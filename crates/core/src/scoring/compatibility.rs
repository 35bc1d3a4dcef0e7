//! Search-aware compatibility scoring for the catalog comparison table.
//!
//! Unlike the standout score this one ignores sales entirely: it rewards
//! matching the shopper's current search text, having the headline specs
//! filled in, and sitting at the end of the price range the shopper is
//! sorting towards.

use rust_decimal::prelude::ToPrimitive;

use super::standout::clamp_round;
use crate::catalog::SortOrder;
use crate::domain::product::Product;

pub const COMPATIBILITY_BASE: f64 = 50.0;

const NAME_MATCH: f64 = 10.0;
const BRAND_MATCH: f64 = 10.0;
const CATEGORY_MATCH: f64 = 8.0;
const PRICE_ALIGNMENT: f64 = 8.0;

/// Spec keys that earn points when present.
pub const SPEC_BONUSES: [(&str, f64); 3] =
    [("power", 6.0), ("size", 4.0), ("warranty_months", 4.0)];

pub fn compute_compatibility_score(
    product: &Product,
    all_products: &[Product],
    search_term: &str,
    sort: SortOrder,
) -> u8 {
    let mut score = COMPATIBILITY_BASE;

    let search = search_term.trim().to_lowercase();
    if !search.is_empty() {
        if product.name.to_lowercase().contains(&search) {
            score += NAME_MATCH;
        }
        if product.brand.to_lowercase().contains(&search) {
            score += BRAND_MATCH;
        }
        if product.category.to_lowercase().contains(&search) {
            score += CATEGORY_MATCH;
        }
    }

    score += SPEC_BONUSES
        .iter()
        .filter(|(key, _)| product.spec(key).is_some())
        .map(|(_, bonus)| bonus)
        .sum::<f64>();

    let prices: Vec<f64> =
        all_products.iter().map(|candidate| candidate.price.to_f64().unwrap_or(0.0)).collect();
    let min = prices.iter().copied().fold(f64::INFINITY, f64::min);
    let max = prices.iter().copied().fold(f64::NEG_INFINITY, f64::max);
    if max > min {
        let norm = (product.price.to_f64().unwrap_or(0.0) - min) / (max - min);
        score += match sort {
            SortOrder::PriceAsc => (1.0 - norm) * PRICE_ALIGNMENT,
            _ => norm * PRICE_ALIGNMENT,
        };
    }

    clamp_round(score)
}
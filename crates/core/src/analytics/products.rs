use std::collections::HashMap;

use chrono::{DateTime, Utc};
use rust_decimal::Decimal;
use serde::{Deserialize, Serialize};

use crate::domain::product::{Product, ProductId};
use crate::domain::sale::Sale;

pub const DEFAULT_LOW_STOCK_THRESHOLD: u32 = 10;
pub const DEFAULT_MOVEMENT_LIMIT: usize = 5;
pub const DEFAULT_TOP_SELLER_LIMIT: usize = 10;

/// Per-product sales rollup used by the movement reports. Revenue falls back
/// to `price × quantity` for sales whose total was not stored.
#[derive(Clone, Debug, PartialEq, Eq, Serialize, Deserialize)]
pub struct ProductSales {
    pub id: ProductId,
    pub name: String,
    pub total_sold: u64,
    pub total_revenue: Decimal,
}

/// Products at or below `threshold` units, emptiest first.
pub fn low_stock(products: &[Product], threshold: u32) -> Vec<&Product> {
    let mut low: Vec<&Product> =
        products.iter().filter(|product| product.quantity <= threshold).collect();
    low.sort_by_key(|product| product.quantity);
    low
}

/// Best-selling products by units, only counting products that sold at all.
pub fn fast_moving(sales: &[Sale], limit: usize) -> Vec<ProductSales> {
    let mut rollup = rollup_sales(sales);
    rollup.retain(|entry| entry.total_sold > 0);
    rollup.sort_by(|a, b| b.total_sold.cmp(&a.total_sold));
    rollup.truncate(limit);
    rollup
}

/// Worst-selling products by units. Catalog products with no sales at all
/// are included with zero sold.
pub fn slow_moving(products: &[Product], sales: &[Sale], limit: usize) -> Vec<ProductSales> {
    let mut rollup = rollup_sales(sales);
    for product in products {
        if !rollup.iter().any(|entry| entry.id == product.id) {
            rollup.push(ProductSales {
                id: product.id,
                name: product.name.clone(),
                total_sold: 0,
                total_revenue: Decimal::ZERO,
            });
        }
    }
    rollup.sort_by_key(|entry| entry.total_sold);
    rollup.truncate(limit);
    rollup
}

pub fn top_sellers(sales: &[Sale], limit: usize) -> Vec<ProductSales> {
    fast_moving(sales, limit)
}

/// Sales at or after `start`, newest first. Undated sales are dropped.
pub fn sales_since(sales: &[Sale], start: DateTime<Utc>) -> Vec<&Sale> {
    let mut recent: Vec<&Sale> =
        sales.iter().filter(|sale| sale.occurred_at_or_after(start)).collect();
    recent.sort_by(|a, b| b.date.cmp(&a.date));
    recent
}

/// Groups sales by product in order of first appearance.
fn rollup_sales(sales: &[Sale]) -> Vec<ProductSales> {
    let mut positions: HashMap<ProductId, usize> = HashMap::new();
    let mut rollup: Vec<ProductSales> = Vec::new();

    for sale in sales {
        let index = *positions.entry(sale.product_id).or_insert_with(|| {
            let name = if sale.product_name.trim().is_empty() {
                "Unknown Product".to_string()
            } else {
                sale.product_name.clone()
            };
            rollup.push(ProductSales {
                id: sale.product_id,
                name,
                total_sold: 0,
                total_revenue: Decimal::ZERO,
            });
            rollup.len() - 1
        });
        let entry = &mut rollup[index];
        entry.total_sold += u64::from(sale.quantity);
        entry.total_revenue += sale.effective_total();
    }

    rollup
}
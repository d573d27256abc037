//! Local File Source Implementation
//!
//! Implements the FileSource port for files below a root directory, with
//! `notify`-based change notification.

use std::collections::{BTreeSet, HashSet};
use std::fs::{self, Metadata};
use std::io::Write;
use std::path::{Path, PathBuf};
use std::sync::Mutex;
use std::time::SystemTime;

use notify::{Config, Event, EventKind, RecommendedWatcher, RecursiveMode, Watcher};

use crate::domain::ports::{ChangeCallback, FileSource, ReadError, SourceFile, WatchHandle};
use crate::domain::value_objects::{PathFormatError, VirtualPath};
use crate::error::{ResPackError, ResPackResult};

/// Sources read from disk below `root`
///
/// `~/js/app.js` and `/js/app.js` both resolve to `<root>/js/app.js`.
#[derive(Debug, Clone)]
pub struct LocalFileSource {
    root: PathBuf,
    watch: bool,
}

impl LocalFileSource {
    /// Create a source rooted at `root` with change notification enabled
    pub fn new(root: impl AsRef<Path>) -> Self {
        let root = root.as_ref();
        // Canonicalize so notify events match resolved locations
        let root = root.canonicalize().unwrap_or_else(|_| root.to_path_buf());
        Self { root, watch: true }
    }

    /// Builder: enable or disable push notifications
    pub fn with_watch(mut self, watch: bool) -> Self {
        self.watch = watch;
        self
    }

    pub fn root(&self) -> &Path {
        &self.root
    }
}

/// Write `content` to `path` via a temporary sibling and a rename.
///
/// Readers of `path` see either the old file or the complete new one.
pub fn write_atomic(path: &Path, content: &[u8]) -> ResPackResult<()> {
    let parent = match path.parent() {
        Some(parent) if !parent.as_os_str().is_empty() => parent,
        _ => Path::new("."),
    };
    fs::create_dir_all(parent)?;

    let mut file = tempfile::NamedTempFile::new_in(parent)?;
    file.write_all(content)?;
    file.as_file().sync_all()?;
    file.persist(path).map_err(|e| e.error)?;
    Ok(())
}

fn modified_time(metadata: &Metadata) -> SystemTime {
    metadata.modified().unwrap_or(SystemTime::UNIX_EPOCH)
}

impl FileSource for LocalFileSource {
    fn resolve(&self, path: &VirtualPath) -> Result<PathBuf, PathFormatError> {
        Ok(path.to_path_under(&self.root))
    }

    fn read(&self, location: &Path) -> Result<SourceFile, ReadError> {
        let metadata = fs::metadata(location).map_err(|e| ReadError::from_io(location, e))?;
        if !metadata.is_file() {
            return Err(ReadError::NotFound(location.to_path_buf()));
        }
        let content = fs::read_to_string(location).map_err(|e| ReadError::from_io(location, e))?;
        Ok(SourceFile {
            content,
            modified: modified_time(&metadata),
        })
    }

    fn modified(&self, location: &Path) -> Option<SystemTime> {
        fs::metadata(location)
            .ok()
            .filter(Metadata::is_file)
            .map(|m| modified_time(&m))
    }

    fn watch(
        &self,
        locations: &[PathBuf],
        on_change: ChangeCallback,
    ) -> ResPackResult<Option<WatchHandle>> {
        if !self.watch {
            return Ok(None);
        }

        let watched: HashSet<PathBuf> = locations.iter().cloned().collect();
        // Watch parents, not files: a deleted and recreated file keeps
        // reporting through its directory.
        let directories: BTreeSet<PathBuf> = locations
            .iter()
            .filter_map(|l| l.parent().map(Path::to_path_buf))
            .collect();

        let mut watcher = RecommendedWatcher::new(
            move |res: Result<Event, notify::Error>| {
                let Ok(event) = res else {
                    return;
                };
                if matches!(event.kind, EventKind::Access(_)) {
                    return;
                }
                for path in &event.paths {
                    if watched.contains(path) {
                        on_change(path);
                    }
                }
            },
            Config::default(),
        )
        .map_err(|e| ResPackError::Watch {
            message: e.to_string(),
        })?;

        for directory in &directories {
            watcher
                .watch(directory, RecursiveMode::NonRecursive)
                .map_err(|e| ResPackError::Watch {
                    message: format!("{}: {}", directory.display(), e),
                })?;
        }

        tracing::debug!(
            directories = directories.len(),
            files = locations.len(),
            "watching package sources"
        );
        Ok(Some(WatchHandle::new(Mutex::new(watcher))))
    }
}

> Assignment:
Filter the records for the word "ProductId" and show every line that has it.

> Solution to the problem:
use crate::domain::product::{Product, ProductId};
    pub id: ProductId,
    let mut positions: HashMap<ProductId, usize> = HashMap::new();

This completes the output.